Dalles Mountain Ranch at Columbia Hills State Park (photographer: Warren Morgan)
Trail Description Driving DirectionsRoad hikes often lack appeal for hikers, but the spectacular flowers and mountain views on this one make up for the rather ordinary walk!
From the trailhead (2,050’) where a gate blocks the road, hike up the road for 2 miles to the 3,200’ summit of Stacker Butte. At 1.1 miles (2,600’) a jeep track on the right offers a 1 mile side trip to Oak Spring, one of many springs in the Columbia Hills. Continue up to the summit where you will find microwave towers and an oddly- shaped radar dome that provides a signal to aircraft arriving and departing from Portland International Airport.
In April or May the area offers one of the best displays of flowers in the Northwest with balsamroot, lupine, paintbrush, phlox, larkspur, hawkweed and many others. However, this is also a good year-round hike for the views.
From the summit you will encounter breathtaking views of Mount Adams and Mount Hood, and look down into Swale Canyon and the Klickitat River Valley.
Use caution during warmer months as the area has many ticks and even rattlesnakes. Return to the trailhead back down the same road.
Be advised that pets are not allowed in this preserve, and hikers must not wander off the road! This is to protect one of Washington’s last stands of native grasses and three rare plants – the obscure buttercup, Douglas’ draba and hot-rock penstemon.
Early settlers often had a rough time surviving in this beautiful but harsh eastern Gorge environment. Thin soil, high winds and scant rainfall challenged even the most determined pioneers. William T. Murphy of Polk County, Oregon was the first non-Native settler in what was to become Dalles Mountain Ranch.
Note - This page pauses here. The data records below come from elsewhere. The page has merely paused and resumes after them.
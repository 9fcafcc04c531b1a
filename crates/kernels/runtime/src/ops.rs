//! Built-in probabilistic nodes and the staging API for them.
//!
//! Sampling nodes carry their [`Dist`] as elaboration payload; trace nodes
//! carry a [`TraceSite`]. The rules bound here only serve plain evaluation
//! and shape inference. The runtime interpreters pattern-match on the node
//! kind and never call `execute` on these nodes.

use stoch_foundation::{DType, Slot, Value};
use stoch_ir::{Atom, Aval, CustomOp, Elaboration, IrError, OpKind, RuleSet, Stager};

use crate::context::Context;
use crate::distributions::Dist;
use crate::error::{Error, Result};
use crate::gfi::Program;
use crate::interpret::eval::{log_density_slot, sample_slot};

/// Payload of a trace node.
#[derive(Debug, Clone)]
pub struct TraceSite {
    pub callee: Program,
    /// Avals of the callee arguments, as staged.
    pub arg_avals: Vec<Aval>,
}

pub(crate) fn sampler(e: &Elaboration) -> Result<&Dist> {
    e.payload::<Dist>()
        .ok_or_else(|| Error::Internal(format!("sampling node {} without a distribution", e.label)))
}

pub(crate) fn trace_site(e: &Elaboration) -> Result<&TraceSite> {
    e.payload::<TraceSite>()
        .ok_or_else(|| Error::Internal(format!("trace node {} without a callee", e.label)))
}

pub(crate) fn site_address(e: &Elaboration) -> Result<String> {
    e.address
        .as_ref()
        .map(|a| a.to_string())
        .ok_or_else(|| Error::Internal(format!("trace node {} without an address", e.label)))
}

/// Same trace node calling `callee` instead.
pub(crate) fn retarget(op: &CustomOp, callee: Program) -> Result<CustomOp> {
    let site = trace_site(op.elaboration())?;
    let mut elaboration = op.elaboration().clone();
    elaboration.label = callee.name();
    let site = TraceSite {
        callee,
        arg_avals: site.arg_avals.clone(),
    };
    Ok(op.with_elaboration(elaboration.with_payload(std::sync::Arc::new(site))))
}

fn lane_slots(values: &[Value], axes: &[Option<usize>]) -> stoch_ir::Result<(usize, Vec<Slot>)> {
    let mut lanes = 1;
    let mut slots = Vec::with_capacity(values.len());
    for (value, axis) in values.iter().zip(axes) {
        match axis {
            Some(a) => {
                let moved = value.move_axis(*a, 0)?;
                lanes = moved.shape().leading().unwrap_or(1);
                slots.push(Slot::Lanes(moved));
            }
            None => slots.push(Slot::Uniform(value.clone())),
        }
    }
    Ok((lanes, slots))
}

/// Rules for sampling and density nodes.
///
/// Plain `execute` and `batch` have no caller context, so a sample drawn
/// here comes from a fresh unseeded [`Context`] and its fallback stream.
/// This is the interactive path only; reproducible draws go through a
/// seeded context and the runtime interpreter.
fn sampler_rules(kind: &OpKind) -> RuleSet {
    let name = kind.to_string();
    let op_name = name.clone();
    let shape_kind = kind.clone();
    let rules = RuleSet::new().infer_shapes(move |e, avals| match shape_kind {
        OpKind::Assume => {
            let dist = sampler(e).map_err(|err| err.into_ir(&op_name))?;
            Ok(vec![dist.event_aval(avals).map_err(|err| err.into_ir(&op_name))?])
        }
        OpKind::LogDensity => Ok(vec![Aval::scalar(DType::F64)]),
        _ => Ok(Vec::new()),
    });
    match kind {
        OpKind::Assume => {
            let (n1, n2, n3) = (name.clone(), name.clone(), name);
            rules
                .execute(move |e, args| {
                    let dist = sampler(e).map_err(|err| err.into_ir(&n1))?;
                    let mut ctx = Context::new();
                    let slots: Vec<Slot> = args.iter().cloned().map(Slot::Uniform).collect();
                    let out = sample_slot(&mut ctx, dist, &slots, e.shared, &e.label).map_err(|err| err.into_ir(&n1))?;
                    Ok(vec![out.into_value()])
                })
                .batch(move |e, values, axes| {
                    let dist = sampler(e).map_err(|err| err.into_ir(&n2))?;
                    let (lanes, slots) = lane_slots(values, axes)?;
                    let mut ctx = Context::new();
                    let out = ctx
                        .with_lanes(Some(lanes), |ctx| sample_slot(ctx, dist, &slots, e.shared, &e.label))
                        .map_err(|err| err.into_ir(&n2))?;
                    Ok((vec![out.materialize(lanes)?], vec![Some(0)]))
                })
                .differentiate(move |e, primals, _| {
                    let dist = sampler(e).map_err(|err| err.into_ir(&n3))?;
                    let slots: Vec<Slot> = primals.iter().cloned().map(Slot::Uniform).collect();
                    let out = sample_slot(&mut Context::new(), dist, &slots, e.shared, &e.label)
                        .map_err(|err| err.into_ir(&n3))?
                        .into_value();
                    let tangent = Value::zeros(DType::F64, out.shape().clone());
                    Ok((vec![out], vec![tangent]))
                })
        }
        _ => {
            let emits = matches!(kind, OpKind::LogDensity);
            let (n1, n2, n3) = (name.clone(), name.clone(), name);
            rules
                .execute(move |e, inputs| {
                    let dist = sampler(e).map_err(|err| err.into_ir(&n1))?;
                    let lp = scalar_density(dist, inputs).map_err(|err| err.into_ir(&n1))?;
                    Ok(if emits { vec![Value::f64(lp)] } else { Vec::new() })
                })
                .batch(move |e, values, axes| {
                    let dist = sampler(e).map_err(|err| err.into_ir(&n2))?;
                    let (lanes, slots) = lane_slots(values, axes)?;
                    let (value, args) = slots.split_first().ok_or(IrError::Arity {
                        op: n2.clone(),
                        expected: 1,
                        found: 0,
                    })?;
                    let lp = log_density_slot(Some(lanes), dist, value, args).map_err(|err| err.into_ir(&n2))?;
                    Ok(if emits {
                        (vec![lp.materialize(lanes)?], vec![Some(0)])
                    } else {
                        (Vec::new(), Vec::new())
                    })
                })
                .differentiate(move |e, primals, tangents| {
                    if !emits {
                        return Ok((Vec::new(), Vec::new()));
                    }
                    let dist = sampler(e).map_err(|err| err.into_ir(&n3))?;
                    let (lp, dlp) = density_jvp(dist, primals, tangents).map_err(|err| err.into_ir(&n3))?;
                    Ok((vec![Value::f64(lp)], vec![Value::f64(dlp)]))
                })
        }
    }
}

fn scalar_density(dist: &Dist, inputs: &[Value]) -> Result<f64> {
    let (value, args) = inputs.split_first().ok_or_else(|| Error::InvalidArgument {
        dist: dist.name().to_string(),
        message: "missing value".to_string(),
    })?;
    dist.log_density(value, args)
}

/// Central difference of the log density along the tangent direction.
fn density_jvp(dist: &Dist, primals: &[Value], tangents: &[Value]) -> Result<(f64, f64)> {
    const H: f64 = 1e-6;
    let shift = |sign: f64| -> Result<Vec<Value>> {
        primals
            .iter()
            .zip(tangents)
            .map(|(p, t)| {
                if p.dtype() != DType::F64 || t.data().iter().all(|x| *x == 0.0) {
                    Ok(p.clone())
                } else {
                    Ok(p.zip_with(t, DType::F64, |a, b| a + sign * H * b)?)
                }
            })
            .collect()
    };
    let lp = scalar_density(dist, primals)?;
    let up = scalar_density(dist, &shift(1.0)?)?;
    let down = scalar_density(dist, &shift(-1.0)?)?;
    Ok((lp, (up - down) / (2.0 * H)))
}

fn sampler_op(kind: OpKind, dist: &Dist, shared: bool) -> Result<CustomOp> {
    let mut elaboration = Elaboration::labelled(dist.name()).with_payload(std::sync::Arc::new(dist.clone()));
    elaboration.shared = shared;
    let rules = sampler_rules(&kind);
    Ok(kind.bind(rules, elaboration)?)
}

/// Rules for trace nodes. Like the sampler rules, plain execution simulates
/// the callee in a fresh unseeded [`Context`].
fn trace_rules() -> RuleSet {
    RuleSet::new()
        .execute(|e, args| {
            let site = trace_site(e).map_err(|err| err.into_ir("trace"))?;
            let slots = args.iter().cloned().map(Slot::Uniform).collect();
            let trace = site
                .callee
                .simulate_slots(&mut Context::new(), slots)
                .map_err(|err| err.into_ir("trace"))?;
            Ok(trace.retval_values())
        })
        .infer_shapes(|e, avals| {
            let site = trace_site(e).map_err(|err| err.into_ir("trace"))?;
            site.callee.output_avals(avals).map_err(|err| err.into_ir("trace"))
        })
        .batch(|e, values, axes| {
            let site = trace_site(e).map_err(|err| err.into_ir("trace"))?;
            let (lanes, slots) = lane_slots(values, axes)?;
            let mut ctx = Context::new();
            let trace = ctx
                .with_lanes(Some(lanes), |ctx| site.callee.simulate_slots(ctx, slots))
                .map_err(|err| err.into_ir("trace"))?;
            let mut outs = Vec::with_capacity(trace.retval().len());
            for slot in trace.retval() {
                outs.push(slot.materialize(lanes)?);
            }
            let out_axes = vec![Some(0); outs.len()];
            Ok((outs, out_axes))
        })
        .differentiate(|e, _, _| {
            Err(IrError::Unsupported(format!(
                "differentiating through the traced call {}",
                e.label
            )))
        })
}

fn trace_op(addr: &str, callee: &Program, arg_avals: Vec<Aval>) -> Result<CustomOp> {
    let site = TraceSite {
        callee: callee.clone(),
        arg_avals,
    };
    let elaboration = Elaboration::labelled(callee.name())
        .at(addr)
        .with_payload(std::sync::Arc::new(site));
    Ok(OpKind::Trace.bind(trace_rules(), elaboration)?)
}

/// Staging of probabilistic nodes.
pub trait ProbabilisticStager {
    /// Untraced draw from `dist`.
    fn sample(&mut self, dist: &Dist, args: &[Atom]) -> Result<Atom>;

    /// Untraced draw shared by every lane of a vectorised pass.
    fn sample_shared(&mut self, dist: &Dist, args: &[Atom]) -> Result<Atom>;

    /// Add `log p(value)` to the score.
    fn observe(&mut self, dist: &Dist, value: impl Into<Atom>, args: &[Atom]) -> Result<()>;

    /// `log p(value)` as a value.
    fn log_density(&mut self, dist: &Dist, value: impl Into<Atom>, args: &[Atom]) -> Result<Atom>;

    /// Call `program` and record its choices under `addr`.
    fn trace(&mut self, addr: &str, program: &Program, args: &[Atom]) -> Result<Vec<Atom>>;

    /// Record one draw from `dist` under `addr`.
    fn choose(&mut self, addr: &str, dist: &Dist, args: &[Atom]) -> Result<Atom>;
}

impl ProbabilisticStager for Stager {
    fn sample(&mut self, dist: &Dist, args: &[Atom]) -> Result<Atom> {
        let op = sampler_op(OpKind::Assume, dist, false)?;
        single(self.bind(op, args)?)
    }

    fn sample_shared(&mut self, dist: &Dist, args: &[Atom]) -> Result<Atom> {
        let op = sampler_op(OpKind::Assume, dist, true)?;
        single(self.bind(op, args)?)
    }

    fn observe(&mut self, dist: &Dist, value: impl Into<Atom>, args: &[Atom]) -> Result<()> {
        let op = sampler_op(OpKind::Observe, dist, false)?;
        let mut inputs = vec![value.into()];
        inputs.extend_from_slice(args);
        self.bind(op, &inputs)?;
        Ok(())
    }

    fn log_density(&mut self, dist: &Dist, value: impl Into<Atom>, args: &[Atom]) -> Result<Atom> {
        let op = sampler_op(OpKind::LogDensity, dist, false)?;
        let mut inputs = vec![value.into()];
        inputs.extend_from_slice(args);
        single(self.bind(op, &inputs)?)
    }

    fn trace(&mut self, addr: &str, program: &Program, args: &[Atom]) -> Result<Vec<Atom>> {
        if addr.is_empty() || addr.contains('/') {
            return Err(Error::Unsupported(format!(
                "trace address {:?} must be a single non-empty segment",
                addr
            )));
        }
        let mut avals = Vec::with_capacity(args.len());
        for arg in args {
            avals.push(self.aval(arg)?);
        }
        let op = trace_op(addr, program, avals)?;
        Ok(self.bind(op, args)?)
    }

    fn choose(&mut self, addr: &str, dist: &Dist, args: &[Atom]) -> Result<Atom> {
        single(self.trace(addr, &Program::distribution(dist.clone()), args)?)
    }
}

fn single(mut atoms: Vec<Atom>) -> Result<Atom> {
    match atoms.len() {
        1 => atoms.pop().ok_or_else(|| Error::Internal("empty outputs".to_string())),
        n => Err(IrError::Arity {
            op: "sample".to_string(),
            expected: 1,
            found: n,
        }
        .into()),
    }
}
In 1866, he claimed 220 acres of land near the Columbia River about midway between the east and west boundaries of today’s park.
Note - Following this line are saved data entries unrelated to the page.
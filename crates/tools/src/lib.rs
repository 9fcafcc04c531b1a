//! Stoch Tools
//!
//! Logging setup shared by stoch binaries and test harnesses.

use tracing_subscriber::{fmt, EnvFilter};

const DEFAULT_FILTER: &str = "info,stoch_runtime=debug,stoch_ir=info,stoch_foundation=info";

fn filter() -> EnvFilter {
    EnvFilter::try_from_default_env().unwrap_or_else(|_| EnvFilter::new(DEFAULT_FILTER))
}

/// Initialize logging with a default filter.
///
/// Use `RUST_LOG` environment variable to override the default filter.
/// Default is `debug` for the runtime, `info` for the other stoch crates.
pub fn init_logging() {
    fmt().with_env_filter(filter()).with_target(false).init();
}

/// Like [`init_logging`], but writes through the test capture and tolerates
/// being called from every test in a binary.
pub fn init_test_logging() {
    let _ = fmt()
        .with_env_filter(filter())
        .with_target(false)
        .with_test_writer()
        .try_init();
}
Most of the original homesteads were too small to support crop growing. Thus, farming was replaced for the most part by ranching, which tended to consolidate the original homesteads.
One of the most intriguing features of the Ranch is the stands of deciduous trees found at the sites of some of the original homesteads. These were planted in response to the Timber Culture Act of 1873 which granted homesteaders an additional 160 acres of land if at least 40 acres (later lowered to 10 acres) were planted with trees. It was thought at the time that the planting of forests would bring rain to the dry plains. Two such stands can be found at the Brune and Lucas homesteads.
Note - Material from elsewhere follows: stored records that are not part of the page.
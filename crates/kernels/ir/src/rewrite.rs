//! Graph rewriting over custom nodes.
//!
//! Reflective transformations (discretisation, blanket extraction) keep a
//! graph's structure and change what its custom nodes do. [`rewrite_custom`]
//! visits every custom node, including those inside branch and loop bodies,
//! and lets the caller keep it, swap its operation, or replace its outputs
//! by constants.

use std::collections::HashMap;
use std::sync::Arc;

use stoch_foundation::Value;

use crate::custom::CustomOp;
use crate::error::IrError;
use crate::graph::{Atom, Equation, Graph, Op, Var};

/// What to do with one custom node.
#[derive(Debug, Clone)]
pub enum Rewrite {
    Keep,
    /// Same inputs and outputs, different operation.
    Replace(CustomOp),
    /// Remove the node and read these values wherever its outputs were used.
    Substitute(Vec<Value>),
}

/// Where a visited node sits.
#[derive(Debug, Clone, Copy, PartialEq, Eq)]
pub struct Site {
    /// Position among the top-level nodes, for nodes outside sub-graphs.
    pub top_level: Option<usize>,
}

/// Rewrite every custom node of `graph` with `f`.
pub fn rewrite_custom<E>(
    graph: &Graph,
    f: &mut dyn FnMut(&Equation, Site) -> Result<Rewrite, E>,
) -> Result<Graph, E>
where
    E: From<IrError>,
{
    rewrite_inner(graph, true, f)
}

fn rewrite_inner<E>(
    graph: &Graph,
    top: bool,
    f: &mut dyn FnMut(&Equation, Site) -> Result<Rewrite, E>,
) -> Result<Graph, E>
where
    E: From<IrError>,
{
    let mut subst: HashMap<Var, Value> = HashMap::new();
    let mut equations = Vec::with_capacity(graph.equations.len());

    for (i, eqn) in graph.equations.iter().enumerate() {
        let mut eqn = eqn.clone();
        eqn.inputs = eqn.inputs.iter().map(|a| resolve(a, &subst)).collect();
        eqn.op = match eqn.op {
            Op::Cond { branches } => {
                let mut rewritten = Vec::with_capacity(branches.len());
                for branch in &branches {
                    rewritten.push(Arc::new(rewrite_inner(branch, false, f)?));
                }
                Op::Cond { branches: rewritten }
            }
            Op::Scan {
                body,
                length,
                num_consts,
                num_carry,
                reverse,
            } => Op::Scan {
                body: Arc::new(rewrite_inner(&body, false, f)?),
                length,
                num_consts,
                num_carry,
                reverse,
            },
            other => other,
        };

        if !matches!(eqn.op, Op::Custom(_)) {
            equations.push(eqn);
            continue;
        }
        let site = Site {
            top_level: top.then_some(i),
        };
        match f(&eqn, site)? {
            Rewrite::Keep => equations.push(eqn),
            Rewrite::Replace(op) => {
                eqn.op = Op::Custom(op);
                equations.push(eqn);
            }
            Rewrite::Substitute(values) => {
                if values.len() != eqn.outputs.len() {
                    return Err(IrError::Arity {
                        op: eqn.op.name(),
                        expected: eqn.outputs.len(),
                        found: values.len(),
                    }
                    .into());
                }
                for (var, value) in eqn.outputs.iter().zip(values) {
                    if !var.is_drop() {
                        subst.insert(*var, value);
                    }
                }
            }
        }
    }

    Ok(Graph {
        invars: graph.invars.clone(),
        in_avals: graph.in_avals.clone(),
        constvars: graph.constvars.clone(),
        consts: graph.consts.clone(),
        equations,
        outvars: graph.outvars.iter().map(|a| resolve(a, &subst)).collect(),
        out_avals: graph.out_avals.clone(),
    })
}

fn resolve(atom: &Atom, subst: &HashMap<Var, Value>) -> Atom {
    match atom {
        Atom::Var(v) => match subst.get(v) {
            Some(value) => Atom::Lit(value.clone()),
            None => atom.clone(),
        },
        Atom::Lit(_) => atom.clone(),
    }
}

#[cfg(test)]
mod tests {
    use super::*;
    use crate::custom::{define_operation, Elaboration, RuleSet};
    use crate::eval::eval_graph;
    use crate::graph::Aval;
    use crate::stage::stage;
    use stoch_foundation::DType;

    fn constant_op(label: &str, x: f64) -> CustomOp {
        define_operation(label)
            .bind(
                RuleSet::new()
                    .execute(move |_, _| Ok(vec![Value::f64(x)]))
                    .infer_shapes(|_, _| Ok(vec![Aval::scalar(DType::F64)]))
                    .batch(|_, xs, axes| Ok((xs.to_vec(), axes.to_vec())))
                    .differentiate(|_, p, t| Ok((p.to_vec(), t.to_vec()))),
                Elaboration::labelled(label),
            )
            .unwrap()
    }

    #[test]
    fn test_substitute_and_replace() {
        let graph = stage::<IrError, _>(&[], |s, _| {
            let a = s.bind(constant_op("a", 1.0), &[])?;
            let b = s.bind(constant_op("b", 2.0), &[])?;
            Ok(vec![s.add(&a[0], &b[0])?])
        })
        .unwrap();
        assert_eq!(eval_graph(&graph, &[]).unwrap(), vec![Value::f64(3.0)]);

        let rewritten = rewrite_custom::<IrError>(&graph, &mut |eqn, site| {
            assert!(site.top_level.is_some());
            let Op::Custom(op) = &eqn.op else {
                unreachable!()
            };
            Ok(match op.elaboration().label.as_str() {
                "a" => Rewrite::Substitute(vec![Value::f64(10.0)]),
                _ => Rewrite::Replace(constant_op("c", 5.0)),
            })
        })
        .unwrap();
        assert_eq!(rewritten.equations.len(), 2);
        assert_eq!(eval_graph(&rewritten, &[]).unwrap(), vec![Value::f64(15.0)]);
    }
}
Eventually the early homesteads were consolidated and the John Crawford family emerged as the principal landowners. Sadly, John’s widow and son Malcolm lost the ranch during the Great Depression. In 1935 it passed to John Reuter, a wealthy doctor. Reuter operated the ranch and added to it, eventually leaving 6,000 acres to his son and daughter upon his death in 1954. The Reuter heirs also fell on hard times which led to the sale of the property to Yakima Valley ranchers Pat and Darlene Bleakney in 1975. The Bleakneys ran the ranch for 18 years until they were preparing to retire. They recognized the natural beauty and historic value of the property and approached the state of Washington in hopes of moving their beloved property into the public domain.
The upper ranch land was sold to the Department of Natural Resources in 1993. About 2,900 acres, including Stacker Butte, ultimately became the Columbia Hills Natural Area Preserve and was set aside to protect rare plant communities. The balance of the ranch, about 3,100 acres, including most of the structures and ranch house, was deeded to Washington State Parks for operation as a park.